# What to work on:
Determine the number of lines in the data below that contain the string "async", and respond with that number alone.

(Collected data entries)
|---|
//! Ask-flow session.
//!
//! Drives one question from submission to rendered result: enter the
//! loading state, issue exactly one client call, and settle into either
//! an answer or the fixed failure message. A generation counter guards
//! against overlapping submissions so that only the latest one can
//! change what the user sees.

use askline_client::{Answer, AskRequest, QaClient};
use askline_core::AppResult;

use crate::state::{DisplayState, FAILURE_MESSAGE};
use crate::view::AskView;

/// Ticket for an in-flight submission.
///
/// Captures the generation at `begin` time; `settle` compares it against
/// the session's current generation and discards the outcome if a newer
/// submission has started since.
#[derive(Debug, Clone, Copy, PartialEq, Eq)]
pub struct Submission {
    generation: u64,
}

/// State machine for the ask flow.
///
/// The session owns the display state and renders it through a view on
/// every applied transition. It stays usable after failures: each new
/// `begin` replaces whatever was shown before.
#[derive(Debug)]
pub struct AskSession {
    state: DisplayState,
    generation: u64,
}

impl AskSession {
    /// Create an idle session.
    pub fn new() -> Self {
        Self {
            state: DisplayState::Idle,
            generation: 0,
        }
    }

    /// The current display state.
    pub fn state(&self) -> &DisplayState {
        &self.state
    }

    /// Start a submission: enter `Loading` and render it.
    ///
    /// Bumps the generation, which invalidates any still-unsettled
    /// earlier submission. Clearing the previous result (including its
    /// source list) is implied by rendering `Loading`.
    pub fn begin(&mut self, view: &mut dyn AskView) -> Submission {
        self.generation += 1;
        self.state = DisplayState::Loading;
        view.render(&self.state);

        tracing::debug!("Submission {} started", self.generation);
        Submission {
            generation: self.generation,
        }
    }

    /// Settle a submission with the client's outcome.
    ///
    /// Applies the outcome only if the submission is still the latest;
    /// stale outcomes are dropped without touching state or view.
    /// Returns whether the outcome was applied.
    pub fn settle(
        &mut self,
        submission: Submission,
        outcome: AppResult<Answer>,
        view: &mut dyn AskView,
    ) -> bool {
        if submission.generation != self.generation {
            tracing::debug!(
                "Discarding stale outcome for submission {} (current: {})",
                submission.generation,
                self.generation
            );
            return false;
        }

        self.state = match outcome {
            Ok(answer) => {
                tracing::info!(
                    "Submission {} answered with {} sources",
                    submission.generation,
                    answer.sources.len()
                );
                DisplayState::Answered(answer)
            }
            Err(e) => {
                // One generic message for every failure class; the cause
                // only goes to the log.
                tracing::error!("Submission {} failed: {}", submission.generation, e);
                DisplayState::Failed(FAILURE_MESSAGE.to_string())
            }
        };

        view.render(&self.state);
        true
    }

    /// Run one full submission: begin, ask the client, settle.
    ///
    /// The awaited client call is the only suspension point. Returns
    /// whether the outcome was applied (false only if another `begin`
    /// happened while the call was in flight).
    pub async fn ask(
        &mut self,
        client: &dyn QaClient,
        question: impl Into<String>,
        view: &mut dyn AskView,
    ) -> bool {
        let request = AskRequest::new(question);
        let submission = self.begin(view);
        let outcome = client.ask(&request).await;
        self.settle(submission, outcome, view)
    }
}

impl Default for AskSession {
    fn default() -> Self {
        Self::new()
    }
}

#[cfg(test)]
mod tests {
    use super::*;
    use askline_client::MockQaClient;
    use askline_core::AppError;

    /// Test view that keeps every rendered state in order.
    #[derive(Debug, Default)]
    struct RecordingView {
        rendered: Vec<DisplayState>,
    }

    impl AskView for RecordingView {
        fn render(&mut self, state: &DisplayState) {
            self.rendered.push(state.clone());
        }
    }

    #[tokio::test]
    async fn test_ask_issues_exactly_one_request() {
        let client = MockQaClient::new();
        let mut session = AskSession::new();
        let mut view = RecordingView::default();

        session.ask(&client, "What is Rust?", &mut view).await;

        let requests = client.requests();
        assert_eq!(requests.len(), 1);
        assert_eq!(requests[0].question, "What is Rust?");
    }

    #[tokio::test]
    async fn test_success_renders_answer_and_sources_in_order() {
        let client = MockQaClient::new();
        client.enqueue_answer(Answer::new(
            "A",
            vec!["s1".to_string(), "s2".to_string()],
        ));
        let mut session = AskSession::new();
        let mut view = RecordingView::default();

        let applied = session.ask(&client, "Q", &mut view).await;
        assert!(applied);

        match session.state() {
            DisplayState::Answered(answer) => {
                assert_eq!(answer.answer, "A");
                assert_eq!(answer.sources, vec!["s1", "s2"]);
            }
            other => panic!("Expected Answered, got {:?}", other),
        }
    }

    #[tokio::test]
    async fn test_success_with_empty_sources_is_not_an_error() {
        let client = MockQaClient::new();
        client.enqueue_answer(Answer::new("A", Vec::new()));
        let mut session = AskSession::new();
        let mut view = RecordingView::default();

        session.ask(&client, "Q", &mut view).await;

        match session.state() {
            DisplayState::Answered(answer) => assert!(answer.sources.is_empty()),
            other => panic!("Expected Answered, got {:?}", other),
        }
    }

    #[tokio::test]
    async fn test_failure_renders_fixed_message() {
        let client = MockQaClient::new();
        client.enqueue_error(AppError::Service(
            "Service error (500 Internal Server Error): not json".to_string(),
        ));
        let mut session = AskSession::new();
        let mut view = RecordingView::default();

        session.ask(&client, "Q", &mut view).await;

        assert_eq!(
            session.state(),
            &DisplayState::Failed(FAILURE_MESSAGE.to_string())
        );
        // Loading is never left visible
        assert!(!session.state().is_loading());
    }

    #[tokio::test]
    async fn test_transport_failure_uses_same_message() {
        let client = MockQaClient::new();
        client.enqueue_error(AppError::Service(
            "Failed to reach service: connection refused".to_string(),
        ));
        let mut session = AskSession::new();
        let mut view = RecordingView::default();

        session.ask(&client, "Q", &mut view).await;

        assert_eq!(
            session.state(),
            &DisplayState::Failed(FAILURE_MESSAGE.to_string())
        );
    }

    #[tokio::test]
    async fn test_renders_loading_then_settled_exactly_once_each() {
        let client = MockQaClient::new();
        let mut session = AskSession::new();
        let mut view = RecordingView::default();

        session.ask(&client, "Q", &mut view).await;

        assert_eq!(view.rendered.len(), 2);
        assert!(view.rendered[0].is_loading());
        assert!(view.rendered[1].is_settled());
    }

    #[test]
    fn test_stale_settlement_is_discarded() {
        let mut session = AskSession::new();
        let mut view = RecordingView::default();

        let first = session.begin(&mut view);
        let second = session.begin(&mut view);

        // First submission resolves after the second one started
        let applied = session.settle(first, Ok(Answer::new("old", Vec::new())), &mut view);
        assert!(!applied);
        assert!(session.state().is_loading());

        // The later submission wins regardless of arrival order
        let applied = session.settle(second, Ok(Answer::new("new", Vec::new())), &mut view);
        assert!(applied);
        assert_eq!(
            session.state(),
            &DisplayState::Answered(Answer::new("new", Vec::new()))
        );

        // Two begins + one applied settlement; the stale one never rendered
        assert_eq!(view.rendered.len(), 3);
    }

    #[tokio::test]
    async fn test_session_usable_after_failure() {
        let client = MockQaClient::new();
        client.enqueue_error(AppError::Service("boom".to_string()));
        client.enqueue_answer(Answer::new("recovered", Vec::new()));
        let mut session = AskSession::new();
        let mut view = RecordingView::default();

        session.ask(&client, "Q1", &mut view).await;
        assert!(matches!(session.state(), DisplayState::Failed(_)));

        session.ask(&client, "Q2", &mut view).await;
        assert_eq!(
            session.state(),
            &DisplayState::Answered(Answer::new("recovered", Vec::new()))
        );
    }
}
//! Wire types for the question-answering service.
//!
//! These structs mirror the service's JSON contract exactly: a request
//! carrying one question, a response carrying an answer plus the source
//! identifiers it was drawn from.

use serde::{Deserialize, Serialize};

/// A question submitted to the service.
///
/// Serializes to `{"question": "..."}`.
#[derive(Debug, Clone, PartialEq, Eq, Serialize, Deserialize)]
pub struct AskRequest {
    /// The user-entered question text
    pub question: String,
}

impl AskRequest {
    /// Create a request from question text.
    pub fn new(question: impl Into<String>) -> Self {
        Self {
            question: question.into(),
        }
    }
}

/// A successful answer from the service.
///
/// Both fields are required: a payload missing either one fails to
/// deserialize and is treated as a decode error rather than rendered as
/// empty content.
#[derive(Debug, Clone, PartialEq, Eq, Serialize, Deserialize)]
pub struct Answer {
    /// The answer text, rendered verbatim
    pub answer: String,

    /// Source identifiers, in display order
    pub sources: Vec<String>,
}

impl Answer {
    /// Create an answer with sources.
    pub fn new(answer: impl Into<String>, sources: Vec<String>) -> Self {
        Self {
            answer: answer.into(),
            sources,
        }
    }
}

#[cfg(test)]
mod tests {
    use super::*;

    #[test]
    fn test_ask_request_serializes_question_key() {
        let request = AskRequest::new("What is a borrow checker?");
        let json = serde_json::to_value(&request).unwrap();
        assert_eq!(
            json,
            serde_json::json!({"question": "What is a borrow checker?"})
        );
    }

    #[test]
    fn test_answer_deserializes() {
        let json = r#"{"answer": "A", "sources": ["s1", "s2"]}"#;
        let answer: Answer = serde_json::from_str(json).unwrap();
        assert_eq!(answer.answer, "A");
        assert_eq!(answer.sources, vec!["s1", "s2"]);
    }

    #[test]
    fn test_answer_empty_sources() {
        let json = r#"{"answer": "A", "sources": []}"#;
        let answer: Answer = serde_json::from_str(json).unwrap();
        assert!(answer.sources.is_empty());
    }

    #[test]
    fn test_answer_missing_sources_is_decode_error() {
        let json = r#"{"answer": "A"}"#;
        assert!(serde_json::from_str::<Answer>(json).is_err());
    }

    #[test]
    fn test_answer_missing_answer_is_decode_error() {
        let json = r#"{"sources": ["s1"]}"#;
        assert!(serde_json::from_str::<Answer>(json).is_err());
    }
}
|---|
# Expected answer:
8